Madrid. Spanische Universitäten wollen in der schweren Wirtschaftskrise "Patenschaften" für mittellose Studenten schaffen. Die Präsidentin der Hochschulrektoren, Adelaida de la Calle, kündigte eine Initiative zur Einrichtung eines Hilfsfonds an, der private Spenden bündeln soll. "Ebenso wie man eine Patenschaft für ein Kind übernimmt, kann man für einen Studenten einstehen und für ihn die Uni-Gebühren zahlen", sagte die Rektorin der Universität in Málaga der Zeitung "El País".
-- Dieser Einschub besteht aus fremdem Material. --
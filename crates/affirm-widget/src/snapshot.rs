//! The denormalised view the renderer reads.

use affirm_app::repo::{AffirmationRepository, AppStateRepository, SettingsRepository};
use affirm_core::{settings::Settings, store::RecordStore};
use serde::{Deserialize, Serialize};
use uuid::Uuid;

use crate::{Result, SharedMap, SharedValue};

/// Keys of the shared area. The renderer depends on these exact names.
pub mod keys {
  pub const CURRENT_TEXT: &str = "current_affirmation_text";
  pub const CURRENT_ID: &str = "current_affirmation_id";
  pub const LIST: &str = "affirmations_list";
  pub const COUNT: &str = "affirmations_count";
  pub const HAS_AFFIRMATIONS: &str = "has_affirmations";
  pub const THEME_MODE: &str = "theme_mode";
  pub const ROTATION_ENABLED: &str = "widget_rotation_enabled";
  pub const FONT_SIZE_MULTIPLIER: &str = "font_size_multiplier";
  pub const REFRESH_MODE: &str = "refresh_mode";
}

/// One entry of `affirmations_list`.
#[derive(Debug, Clone, PartialEq, Serialize, Deserialize)]
#[serde(rename_all = "camelCase")]
pub struct MirroredAffirmation {
  pub id:        Uuid,
  pub text:      String,
  pub is_active: bool,
}

#[derive(Debug, Clone, PartialEq)]
pub struct WidgetSnapshot {
  /// The current pick, only when it names an active affirmation.
  pub current:  Option<MirroredAffirmation>,
  /// Active affirmations in presentation order.
  pub list:     Vec<MirroredAffirmation>,
  pub settings: Settings,
}

impl WidgetSnapshot {
  /// Derive a snapshot from the store. Reads only; settings that were never
  /// written appear with their defaults.
  pub async fn derive<S: RecordStore>(
    affirmations: &AffirmationRepository<S>,
    state: &AppStateRepository<S>,
    settings: &SettingsRepository<S>,
  ) -> Result<Self> {
    let list: Vec<MirroredAffirmation> = affirmations
      .get_active()
      .await?
      .into_iter()
      .map(|a| MirroredAffirmation { id: a.id, text: a.text, is_active: a.is_active })
      .collect();

    let current = match state.current_pick().await? {
      Some(id) => list.iter().find(|a| a.id == id).cloned(),
      None => None,
    };

    Ok(Self { current, list, settings: settings.snapshot().await? })
  }

  pub fn has_affirmations(&self) -> bool { !self.list.is_empty() }

  /// Flatten into the shared-area key schema. Unset values are left out.
  pub fn to_shared_map(&self) -> Result<SharedMap> {
    let mut map = SharedMap::new();
    let mut set = |key: &str, value: SharedValue| {
      map.insert(key.to_owned(), value);
    };

    if let Some(current) = &self.current {
      set(keys::CURRENT_TEXT, SharedValue::Text(current.text.clone()));
      set(keys::CURRENT_ID, SharedValue::Text(current.id.to_string()));
    }
    set(keys::LIST, SharedValue::Text(serde_json::to_string(&self.list)?));
    set(
      keys::COUNT,
      SharedValue::Int(i64::try_from(self.list.len()).unwrap_or(i64::MAX)),
    );
    set(keys::HAS_AFFIRMATIONS, SharedValue::Bool(self.has_affirmations()));
    set(
      keys::THEME_MODE,
      SharedValue::Text(self.settings.theme_mode.to_string()),
    );
    set(
      keys::ROTATION_ENABLED,
      SharedValue::Bool(self.settings.widget_rotation_enabled),
    );
    set(
      keys::FONT_SIZE_MULTIPLIER,
      SharedValue::Float(self.settings.font_size_multiplier),
    );
    set(
      keys::REFRESH_MODE,
      SharedValue::Text(self.settings.refresh_mode.to_string()),
    );
    Ok(map)
  }
}
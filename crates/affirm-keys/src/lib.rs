//! Storage encryption key management.
//!
//! A single 256-bit key is generated on first run, kept in a platform
//! credential store, and handed to the storage layer as a [`Cipher`]. The raw
//! key never reaches disk outside the credential store and is never logged.

pub mod cipher;
pub mod credential;
pub mod error;
pub mod manager;

pub use cipher::Cipher;
pub use credential::{CredentialStore, EnvCredentialStore, MemoryCredentialStore};
#[cfg(target_os = "macos")]
pub use credential::KeychainCredentialStore;
pub use error::{Error, Result};
pub use manager::KeyManager;
pub use zeroize::Zeroizing;
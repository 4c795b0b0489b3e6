//! [`WidgetBridge`]: keeps the shared area in step with the store.

use std::sync::Arc;

use affirm_app::{
  ChangeEvent,
  repo::{AffirmationRepository, AppStateRepository, SettingsRepository},
};
use affirm_core::store::RecordStore;
use tokio::{
  sync::broadcast::{
    Receiver,
    error::{RecvError, TryRecvError},
  },
  task::JoinHandle,
};
use tracing::{debug, warn};

use crate::{Result, SharedArea, WidgetSnapshot, notify::RefreshNotifier};

pub struct WidgetBridge<S, A, N> {
  affirmations: AffirmationRepository<S>,
  state:        AppStateRepository<S>,
  settings:     SettingsRepository<S>,
  area:         A,
  notifier:     N,
}

impl<S, A, N> WidgetBridge<S, A, N>
where
  S: RecordStore + 'static,
  A: SharedArea + 'static,
  N: RefreshNotifier + 'static,
{
  pub fn new(store: Arc<S>, area: A, notifier: N) -> Self {
    Self {
      affirmations: AffirmationRepository::new(store.clone()),
      state: AppStateRepository::new(store.clone()),
      settings: SettingsRepository::new(store),
      area,
      notifier,
    }
  }

  pub fn area(&self) -> &A { &self.area }

  /// Re-derive the snapshot, write it, and request a redraw.
  pub async fn sync(&self) -> Result<WidgetSnapshot> {
    let snapshot =
      WidgetSnapshot::derive(&self.affirmations, &self.state, &self.settings)
        .await?;
    self.area.replace(snapshot.to_shared_map()?).await?;
    self.notifier.request_refresh();
    debug!(
      count = snapshot.list.len(),
      has_current = snapshot.current.is_some(),
      "widget state mirrored"
    );
    Ok(snapshot)
  }

  /// [`sync`](Self::sync), logging instead of returning failures.
  pub async fn sync_quietly(&self) {
    if let Err(e) = self.sync().await {
      warn!(error = %e, "widget sync failed");
    }
  }

  /// Mirror again after every event until the channel closes.
  ///
  /// The loop does not sync on entry; call [`sync`](Self::sync) first when
  /// the area may be stale. Events that arrived while a sync was running
  /// are folded into the next one. A lagged receiver simply resyncs, since
  /// every sync is a full re-derivation.
  pub async fn run(self, mut events: Receiver<ChangeEvent>) {
    loop {
      match events.recv().await {
        Ok(event) => debug!(?event, "change received"),
        Err(RecvError::Lagged(missed)) => debug!(missed, "change feed lagged"),
        Err(RecvError::Closed) => break,
      }
      loop {
        match events.try_recv() {
          Ok(_) | Err(TryRecvError::Lagged(_)) => {}
          Err(_) => break,
        }
      }
      self.sync_quietly().await;
    }
    debug!("change feed closed; widget bridge stopped");
  }

  /// Run the bridge on its own task.
  pub fn spawn(self, events: Receiver<ChangeEvent>) -> JoinHandle<()> {
    tokio::spawn(self.run(events))
  }
}
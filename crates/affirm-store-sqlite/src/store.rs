//! [`SqliteStore`] — the SQLite implementation of [`RecordStore`].

use std::{
  collections::HashSet,
  path::{Path, PathBuf},
  sync::Arc,
};

use affirm_core::store::{Namespace, RecordStore};
use affirm_keys::Cipher;
use chrono::Utc;
use parking_lot::Mutex;
use rusqlite::OptionalExtension as _;
use serde::{Serialize, de::DeserializeOwned};
use tokio::sync::RwLock;
use tokio_rusqlite::Connection;
use tracing::debug;

use crate::{
  Error, Result,
  schema::{CONNECTION_PRAGMAS, namespace_table},
};

// ─── Store ───────────────────────────────────────────────────────────────────

enum Target {
  File(PathBuf),
  Memory,
}

enum State {
  /// Constructed but not yet touched.
  Pending,
  Open(Connection),
  Closed,
}

struct Inner {
  target: Target,
  cipher: Cipher,
  state:  RwLock<State>,
  /// Namespaces whose table is known to exist on the open connection.
  ready:  Mutex<HashSet<Namespace>>,
}

/// An encrypted record store backed by a single SQLite file.
///
/// Nothing touches the disk until the first operation: the connection is
/// opened then, and each namespace's table is created the first time that
/// namespace is used. The store stays open until [`close`](Self::close).
///
/// Cloning is cheap — clones share the connection and its lifecycle.
#[derive(Clone)]
pub struct SqliteStore {
  inner: Arc<Inner>,
}

impl SqliteStore {
  /// A store at `path`, sealed with `cipher`. Opens lazily.
  pub fn new(path: impl AsRef<Path>, cipher: Cipher) -> Self {
    Self::with_target(Target::File(path.as_ref().to_path_buf()), cipher)
  }

  /// An in-memory store — useful for testing.
  pub fn in_memory(cipher: Cipher) -> Self {
    Self::with_target(Target::Memory, cipher)
  }

  fn with_target(target: Target, cipher: Cipher) -> Self {
    Self {
      inner: Arc::new(Inner {
        target,
        cipher,
        state: RwLock::new(State::Pending),
        ready: Mutex::new(HashSet::new()),
      }),
    }
  }

  /// Close the connection. Every later operation fails with
  /// [`Error::Closed`]. Closing twice is a no-op.
  pub async fn close(&self) -> Result<()> {
    let mut state = self.inner.state.write().await;
    let previous = std::mem::replace(&mut *state, State::Closed);
    self.inner.ready.lock().clear();
    if let State::Open(conn) = previous {
      conn.close().await?;
      debug!("store closed");
    }
    Ok(())
  }

  pub async fn is_closed(&self) -> bool {
    matches!(*self.inner.state.read().await, State::Closed)
  }

  /// The live connection, opening it on first use.
  async fn connection(&self) -> Result<Connection> {
    {
      let state = self.inner.state.read().await;
      match &*state {
        State::Open(conn) => return Ok(conn.clone()),
        State::Closed => return Err(Error::Closed),
        State::Pending => {}
      }
    }

    let mut state = self.inner.state.write().await;
    match &*state {
      State::Open(conn) => Ok(conn.clone()),
      State::Closed => Err(Error::Closed),
      State::Pending => {
        let conn = match &self.inner.target {
          Target::File(path) => Connection::open(path).await?,
          Target::Memory => Connection::open_in_memory().await?,
        };
        conn
          .call(|conn| {
            conn.execute_batch(CONNECTION_PRAGMAS)?;
            Ok(())
          })
          .await?;
        debug!("store opened");
        *state = State::Open(conn.clone());
        Ok(conn)
      }
    }
  }

  /// The connection, with `namespace`'s table guaranteed to exist.
  async fn namespace(&self, namespace: Namespace) -> Result<Connection> {
    let conn = self.connection().await?;
    if self.inner.ready.lock().contains(&namespace) {
      return Ok(conn);
    }

    let ddl = namespace_table(namespace);
    conn
      .call(move |conn| {
        conn.execute_batch(&ddl)?;
        Ok(())
      })
      .await?;

    self.inner.ready.lock().insert(namespace);
    debug!(%namespace, "namespace opened");
    Ok(conn)
  }

  fn seal<T: Serialize + ?Sized>(
    &self,
    namespace: Namespace,
    key: &str,
    record: &T,
  ) -> Result<Vec<u8>> {
    let plaintext = serde_json::to_vec(record)?;
    Ok(self.inner.cipher.seal(address(namespace, key).as_bytes(), &plaintext)?)
  }

  fn unseal<T: DeserializeOwned>(
    &self,
    namespace: Namespace,
    key: &str,
    payload: &[u8],
  ) -> Result<T> {
    let address = address(namespace, key);
    let plaintext = self
      .inner
      .cipher
      .open(address.as_bytes(), payload)
      .map_err(|_| Error::Decryption { address })?;
    Ok(serde_json::from_slice(&plaintext)?)
  }
}

/// The associated data a record is sealed under. Binding the payload to its
/// location means a row copied to another key or namespace fails to open.
fn address(namespace: Namespace, key: &str) -> String {
  format!("{namespace}/{key}")
}

// ─── RecordStore impl ────────────────────────────────────────────────────────

impl RecordStore for SqliteStore {
  type Error = Error;

  async fn get<T>(&self, namespace: Namespace, key: &str) -> Result<Option<T>>
  where
    T: DeserializeOwned + Send + 'static,
  {
    let conn = self.namespace(namespace).await?;
    let sql = format!("SELECT payload FROM {namespace} WHERE key = ?1");
    let key_owned = key.to_owned();

    let payload: Option<Vec<u8>> = conn
      .call(move |conn| {
        Ok(
          conn
            .query_row(&sql, rusqlite::params![key_owned], |row| row.get(0))
            .optional()?,
        )
      })
      .await?;

    payload
      .map(|bytes| self.unseal(namespace, key, &bytes))
      .transpose()
  }

  async fn put<T>(&self, namespace: Namespace, key: &str, record: &T) -> Result<()>
  where
    T: Serialize + Sync,
  {
    let payload = self.seal(namespace, key, record)?;
    let conn = self.namespace(namespace).await?;
    let sql = format!(
      "INSERT INTO {namespace} (key, payload, written_at) VALUES (?1, ?2, ?3)
       ON CONFLICT(key) DO UPDATE SET
         payload    = excluded.payload,
         written_at = excluded.written_at"
    );
    let key_owned = key.to_owned();
    let written_at = Utc::now().to_rfc3339();

    conn
      .call(move |conn| {
        conn.execute(&sql, rusqlite::params![key_owned, payload, written_at])?;
        Ok(())
      })
      .await?;
    Ok(())
  }

  async fn delete(&self, namespace: Namespace, key: &str) -> Result<bool> {
    let conn = self.namespace(namespace).await?;
    let sql = format!("DELETE FROM {namespace} WHERE key = ?1");
    let key_owned = key.to_owned();

    let removed = conn
      .call(move |conn| Ok(conn.execute(&sql, rusqlite::params![key_owned])?))
      .await?;
    Ok(removed > 0)
  }

  async fn values<T>(&self, namespace: Namespace) -> Result<Vec<T>>
  where
    T: DeserializeOwned + Send + 'static,
  {
    let conn = self.namespace(namespace).await?;
    let sql = format!("SELECT key, payload FROM {namespace}");

    let rows: Vec<(String, Vec<u8>)> = conn
      .call(move |conn| {
        let mut stmt = conn.prepare(&sql)?;
        let rows = stmt
          .query_map([], |row| Ok((row.get(0)?, row.get(1)?)))?
          .collect::<rusqlite::Result<Vec<_>>>()?;
        Ok(rows)
      })
      .await?;

    rows
      .iter()
      .map(|(key, payload)| self.unseal(namespace, key, payload))
      .collect()
  }

  async fn clear(&self, namespace: Namespace) -> Result<()> {
    let conn = self.namespace(namespace).await?;
    let sql = format!("DELETE FROM {namespace}");
    conn
      .call(move |conn| {
        conn.execute(&sql, [])?;
        Ok(())
      })
      .await?;
    debug!(%namespace, "namespace cleared");
    Ok(())
  }
}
  Nach Informationen des Blattes droht in dem Euro-Krisenland rund 30.000 Studenten ein Verlust des Studienplatzes, weil sie die Gebühren für die Einschreibung oder Rückmeldung nicht zahlen können. Eine Erhebung des Gewerkschaftsverbandes CCOO ergab, dass den Universitäten im Rahmen von Sparmaßnahmen seit 2010 etwa 12,3 Prozent der staatlichen Zuschüsse gestrichen wurden.

  Die Rektoren mehrerer Hochschulen unterstützten die Initiative zu Schaffung von "Patenschaften". "Die Mittel sind knapp, und da sind wir gezwungen, Wege zu finden, um über die Runden zu kommen", sagte Jose Carrillo, Rektor der Madrider Universidad Complutense, der größten Hochschule des Landes.